После продолжительной паузы он вдруг сказал: “Нас поссорил австрийский брак: Александр рассердился, что я не женился на его сестре”. Это было довольно странное утверждение, ибо предложение о брачном союзе отклонено было русским двором, о чем Коленкур знал лучше всякого другого, так как ему-то и было поручено передать отказ. Хотел ли Наполеон, из чрезмерного самолюбия, показать, даже пред лицом этого посредника и доверенного лица, будто он по собственному желанию предпочел австрийскую принцессу русской великой княжне? В нескольких словах Коленкур напомнил ему, как было дело. “Я забыл эти подробности”, – развязно сказал император, и вслед затем сделал совершенно верное замечание: “Тем не менее, несомненно, что в Петербурге рассердились за сближение с Австрией”.
Когда все было разобрано, когда все было сказано с той и другой стороны, император повторил вкратце все сказанное и постарался еще раз вывести заключение. “Я не хочу ни войны, ни восстановления Польши,– в десятый раз повторил он, – но нужно сговориться относительно нейтральных судов и других спорных вопросов”.– Коленкур: “Если Ваше Величество действительно этого желаете, это не представит затруднений”. – Император: “Вы уверены в этом?” – Коленкур: “Уверен, но нужно предложить то, что стоит предлагать”. – Император: “Но что же еще?” – Коленкур: “Ваше Величество знает не хуже меня и с давнего времени, в чем причина охлаждения; вы лучше меня знаете, что можете сделать для устранения их”. – Император: “Но что?
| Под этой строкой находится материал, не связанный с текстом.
//! Custom Axum extractors.

pub mod json;

pub use json::ApiJson;
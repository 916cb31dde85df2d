//! Job scheduler infrastructure for background tasks.

use std::sync::Arc;
use std::time::Duration;
use tokio::sync::watch;
use tokio::task::JoinHandle;
use tracing::{debug, error, info, warn};

/// Job frequency for scheduling.
#[derive(Debug, Clone, Copy, PartialEq, Eq)]
pub enum JobFrequency {
    /// Run every N seconds.
    Seconds(u64),
    /// Run every N minutes.
    Minutes(u64),
}

impl JobFrequency {
    /// Get the duration between job executions. Never shorter than a second.
    pub fn duration(&self) -> Duration {
        let secs = match self {
            JobFrequency::Seconds(secs) => *secs,
            JobFrequency::Minutes(mins) => mins.saturating_mul(60),
        };
        Duration::from_secs(secs.max(1))
    }
}

/// Trait for implementing background jobs.
#[async_trait::async_trait]
pub trait Job: Send + Sync {
    /// The name of this job (used for logging).
    fn name(&self) -> &'static str;

    fn frequency(&self) -> JobFrequency;

    /// Execute the job. Returns Ok(()) on success, Err with message on failure.
    async fn execute(&self) -> Result<(), String>;
}

/// Background job scheduler.
pub struct JobScheduler {
    jobs: Vec<Arc<dyn Job>>,
    shutdown_tx: watch::Sender<bool>,
    shutdown_rx: watch::Receiver<bool>,
    handles: Vec<JoinHandle<()>>,
}

impl JobScheduler {
    pub fn new() -> Self {
        let (shutdown_tx, shutdown_rx) = watch::channel(false);
        Self {
            jobs: Vec::new(),
            shutdown_tx,
            shutdown_rx,
            handles: Vec::new(),
        }
    }

    pub fn register<J: Job + 'static>(&mut self, job: J) {
        self.jobs.push(Arc::new(job));
    }

    pub fn job_count(&self) -> usize {
        self.jobs.len()
    }

    /// Start all registered jobs. The first run happens one period after start.
    pub fn start(&mut self) {
        info!("Starting job scheduler with {} jobs", self.jobs.len());

        for job in &self.jobs {
            let job = Arc::clone(job);
            let mut shutdown_rx = self.shutdown_rx.clone();

            let handle = tokio::spawn(async move {
                let name = job.name();
                let frequency = job.frequency();
                let mut interval = tokio::time::interval(frequency.duration());
                interval.set_missed_tick_behavior(tokio::time::MissedTickBehavior::Delay);

                // Skip the first immediate tick
                interval.tick().await;

                info!(job = name, frequency = ?frequency, "Job scheduled");

                loop {
                    tokio::select! {
                        _ = interval.tick() => {
                            let start = std::time::Instant::now();
                            match job.execute().await {
                                Ok(()) => debug!(
                                    job = name,
                                    elapsed_ms = start.elapsed().as_millis() as u64,
                                    "Job completed"
                                ),
                                Err(e) => error!(
                                    job = name,
                                    elapsed_ms = start.elapsed().as_millis() as u64,
                                    error = %e,
                                    "Job failed"
                                ),
                            }
                        }
                        changed = shutdown_rx.changed() => {
                            if changed.is_err() || *shutdown_rx.borrow() {
                                info!(job = name, "Job shutting down");
                                break;
                            }
                        }
                    }
                }
            });

            self.handles.push(handle);
        }
    }

    /// Signals every job to stop. Returns immediately.
    pub fn shutdown(&self) {
        info!("Initiating job scheduler shutdown");
        let _ = self.shutdown_tx.send(true);
    }

    /// Wait for all jobs to complete with timeout.
    pub async fn wait_for_shutdown(self, timeout: Duration) {
        info!("Waiting for jobs to complete (timeout: {:?})", timeout);

        let shutdown_future = async {
            for handle in self.handles {
                if let Err(e) = handle.await {
                    warn!("Job task panicked: {}", e);
                }
            }
        };

        match tokio::time::timeout(timeout, shutdown_future).await {
            Ok(()) => info!("All jobs completed gracefully"),
            Err(_) => warn!("Job shutdown timed out after {:?}", timeout),
        }
    }
}

impl Default for JobScheduler {
    fn default() -> Self {
        Self::new()
    }
}
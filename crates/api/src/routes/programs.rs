//! Program catalog routes.

use axum::{
    extract::{Path, State},
    http::StatusCode,
    Json,
};
use domain::models::program::{check_date_range, CreateProgramRequest, UpdateProgramRequest};
use domain::models::Program;
use persistence::repositories::ProgramRepository;
use tracing::info;
use uuid::Uuid;
use validator::Validate;

use crate::app::AppState;
use crate::error::ApiError;
use crate::extractors::ApiJson;
use crate::response::{DataResponse, ListResponse, MessageResponse};

fn program_not_found() -> ApiError {
    ApiError::NotFound("Program not found".to_string())
}

/// GET /api/programs
pub async fn list_programs(
    State(state): State<AppState>,
) -> Result<Json<ListResponse<Program>>, ApiError> {
    let programs = ProgramRepository::new(state.pool.clone()).list().await?;
    Ok(Json(ListResponse::new(programs)))
}

/// GET /api/programs/:id
pub async fn get_program(
    State(state): State<AppState>,
    Path(id): Path<Uuid>,
) -> Result<Json<DataResponse<Program>>, ApiError> {
    let program = ProgramRepository::new(state.pool.clone())
        .find_by_id(id)
        .await?
        .ok_or_else(program_not_found)?;
    Ok(Json(DataResponse::new(program)))
}

/// POST /api/programs
pub async fn create_program(
    State(state): State<AppState>,
    ApiJson(request): ApiJson<CreateProgramRequest>,
) -> Result<(StatusCode, Json<DataResponse<Program>>), ApiError> {
    request.validate()?;
    check_date_range(request.starts_on, request.ends_on).map_err(ApiError::Validation)?;

    let program = ProgramRepository::new(state.pool.clone())
        .create(&request)
        .await?;

    info!(program_id = %program.id, name = %program.name, "Program created");

    Ok((StatusCode::CREATED, Json(DataResponse::new(program))))
}

/// PUT /api/programs/:id
///
/// Partial update. The date range is checked against the merged result.
pub async fn update_program(
    State(state): State<AppState>,
    Path(id): Path<Uuid>,
    ApiJson(request): ApiJson<UpdateProgramRequest>,
) -> Result<Json<DataResponse<Program>>, ApiError> {
    request.validate()?;

    let repo = ProgramRepository::new(state.pool.clone());
    let existing = repo.find_by_id(id).await?.ok_or_else(program_not_found)?;
    check_date_range(
        request.starts_on.or(existing.starts_on),
        request.ends_on.or(existing.ends_on),
    )
    .map_err(ApiError::Validation)?;

    let program = repo
        .update(id, &request)
        .await?
        .ok_or_else(program_not_found)?;

    info!(program_id = %program.id, "Program updated");

    Ok(Json(DataResponse::new(program)))
}

/// DELETE /api/programs/:id
///
/// Events in the program are kept and lose their program link.
pub async fn delete_program(
    State(state): State<AppState>,
    Path(id): Path<Uuid>,
) -> Result<Json<MessageResponse>, ApiError> {
    if !ProgramRepository::new(state.pool.clone()).delete(id).await? {
        return Err(program_not_found());
    }

    info!(program_id = %id, "Program deleted");

    Ok(Json(MessageResponse::new("Program deleted")))
}
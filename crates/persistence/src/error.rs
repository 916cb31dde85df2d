//! Mapping from database errors to domain store errors.

use domain::stores::StoreError;

/// Postgres SQLSTATE for a unique constraint violation.
pub const UNIQUE_VIOLATION: &str = "23505";

/// Postgres SQLSTATE for a foreign key violation.
pub const FOREIGN_KEY_VIOLATION: &str = "23503";

/// Returns the SQLSTATE code of a database error, if any.
pub fn sql_state(err: &sqlx::Error) -> Option<String> {
    match err {
        sqlx::Error::Database(db_err) => db_err.code().map(|c| c.into_owned()),
        _ => None,
    }
}

fn constraint_name(err: &sqlx::Error, fallback: &str) -> String {
    match err {
        sqlx::Error::Database(db_err) => db_err.constraint().unwrap_or(fallback).to_string(),
        _ => fallback.to_string(),
    }
}

/// Converts a sqlx error into a [`StoreError`].
pub fn store_error(err: sqlx::Error) -> StoreError {
    match sql_state(&err).as_deref() {
        Some(UNIQUE_VIOLATION) => StoreError::Duplicate(constraint_name(&err, "unique")),
        Some(FOREIGN_KEY_VIOLATION) => {
            StoreError::MissingReference(constraint_name(&err, "foreign_key"))
        }
        _ => {
            tracing::error!(error = %err, "Store query failed");
            StoreError::Backend(err.to_string())
        }
    }
}

#[cfg(test)]
mod tests {
    use super::*;

    #[test]
    fn test_non_database_error_is_backend() {
        let err = store_error(sqlx::Error::RowNotFound);
        assert!(matches!(err, StoreError::Backend(_)));
        assert_eq!(sql_state(&sqlx::Error::PoolTimedOut), None);
    }
}
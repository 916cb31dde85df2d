//! User lookup routes.

use axum::{
    extract::{Path, State},
    Json,
};
use domain::models::user::UserLookupResponse;
use domain::models::UserProfile;
use shared::identifiers::normalize_external_id;
use uuid::Uuid;

use crate::app::AppState;
use crate::error::ApiError;
use crate::response::DataResponse;

const USER_NOT_FOUND: &str = "User not found";

/// Public summary of a registered user, used to fill in team rosters.
///
/// GET /api/users/lookup/:externalId
pub async fn lookup_user(
    State(state): State<AppState>,
    Path(raw_id): Path<String>,
) -> Result<Json<UserLookupResponse>, ApiError> {
    let external_id = normalize_external_id(&raw_id)
        .ok_or_else(|| ApiError::Validation("External ID is required".to_string()))?;

    let user = state
        .stores
        .credentials
        .find_by_external_id(&external_id)
        .await?
        .ok_or_else(|| ApiError::NotFound(USER_NOT_FOUND.to_string()))?;

    Ok(Json(user.into()))
}

/// GET /api/users/:userId
pub async fn get_user(
    State(state): State<AppState>,
    Path(user_id): Path<Uuid>,
) -> Result<Json<DataResponse<UserProfile>>, ApiError> {
    let user = state
        .stores
        .credentials
        .find_by_id(user_id)
        .await?
        .ok_or_else(|| ApiError::NotFound(USER_NOT_FOUND.to_string()))?;

    Ok(Json(DataResponse::new(user.into())))
}
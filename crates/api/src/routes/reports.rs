use axum::{
    extract::{Path, State},
    http::StatusCode,
    Json,
};
use domain::models::report::{CreateReportRequest, UpdateReportRequest};
use domain::models::Report;
use persistence::repositories::ReportRepository;
use tracing::info;
use uuid::Uuid;
use validator::Validate;

use crate::app::AppState;
use crate::error::ApiError;
use crate::extractors::ApiJson;
use crate::response::{DataResponse, ListResponse, MessageResponse};

fn report_not_found() -> ApiError {
    ApiError::NotFound("Report not found".to_string())
}

/// GET /api/reports
pub async fn list_reports(
    State(state): State<AppState>,
) -> Result<Json<ListResponse<Report>>, ApiError> {
    let reports = ReportRepository::new(state.pool.clone()).list().await?;
    Ok(Json(ListResponse::new(reports)))
}

/// GET /api/reports/:id
pub async fn get_report(
    State(state): State<AppState>,
    Path(id): Path<Uuid>,
) -> Result<Json<DataResponse<Report>>, ApiError> {
    let report = ReportRepository::new(state.pool.clone())
        .find_by_id(id)
        .await?
        .ok_or_else(report_not_found)?;
    Ok(Json(DataResponse::new(report)))
}

/// POST /api/reports
pub async fn create_report(
    State(state): State<AppState>,
    ApiJson(request): ApiJson<CreateReportRequest>,
) -> Result<(StatusCode, Json<DataResponse<Report>>), ApiError> {
    request.validate()?;

    let report = ReportRepository::new(state.pool.clone())
        .create(&request)
        .await?;

    info!(report_id = %report.id, "Report created");

    Ok((StatusCode::CREATED, Json(DataResponse::new(report))))
}

/// PUT /api/reports/:id
pub async fn update_report(
    State(state): State<AppState>,
    Path(id): Path<Uuid>,
    ApiJson(request): ApiJson<UpdateReportRequest>,
) -> Result<Json<DataResponse<Report>>, ApiError> {
    request.validate()?;

    let report = ReportRepository::new(state.pool.clone())
        .update(id, &request)
        .await?
        .ok_or_else(report_not_found)?;

    info!(report_id = %report.id, "Report updated");

    Ok(Json(DataResponse::new(report)))
}

/// DELETE /api/reports/:id
pub async fn delete_report(
    State(state): State<AppState>,
    Path(id): Path<Uuid>,
) -> Result<Json<MessageResponse>, ApiError> {
    if !ReportRepository::new(state.pool.clone()).delete(id).await? {
        return Err(report_not_found());
    }

    info!(report_id = %id, "Report deleted");

    Ok(Json(MessageResponse::new("Report deleted")))
}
Что предложить?”
Коленкур объяснил, что относительно торговли следует принять во внимание экономические интересы России, что нужно удовольствоваться некоторыми смягчениями тарифа, отнестись снисходительно к допущению нейтральных судов, установить по общему соглашению систему исключительных разрешений на торговлю. Следовало также сговориться относительно Данцига, облегчить положение Пруссии и дать гарантии ее безопасности; и наконец, создать герцогу Ольденбургскому положение, которое не ставило бы его в зависимости от нас, чтобы он не был чем-то вроде французского префекта, каковым был бы в Эрфурте... Но Наполеон счел бесполезным слушать дальше. Он вынес убеждение, что Коленкур все вопросы разрешает на русский лад, что все, что он говорит, внушено ему Александром, что на его рассмотрение был подвергнут не план полюбовного соглашения, а список требуемых от него уступок. Он сказал Коленкуру, что его заместителю, Лористону, поручено обсудить все подробно и урегулировать, если возможно, подлежащие разбору вопросы, что ему самому нужно отдохнуть.
Несмотря на разрешение удалиться, Коленкур хотел еще раз попытаться настоять на своем и попросил позволения представить последнее соображение.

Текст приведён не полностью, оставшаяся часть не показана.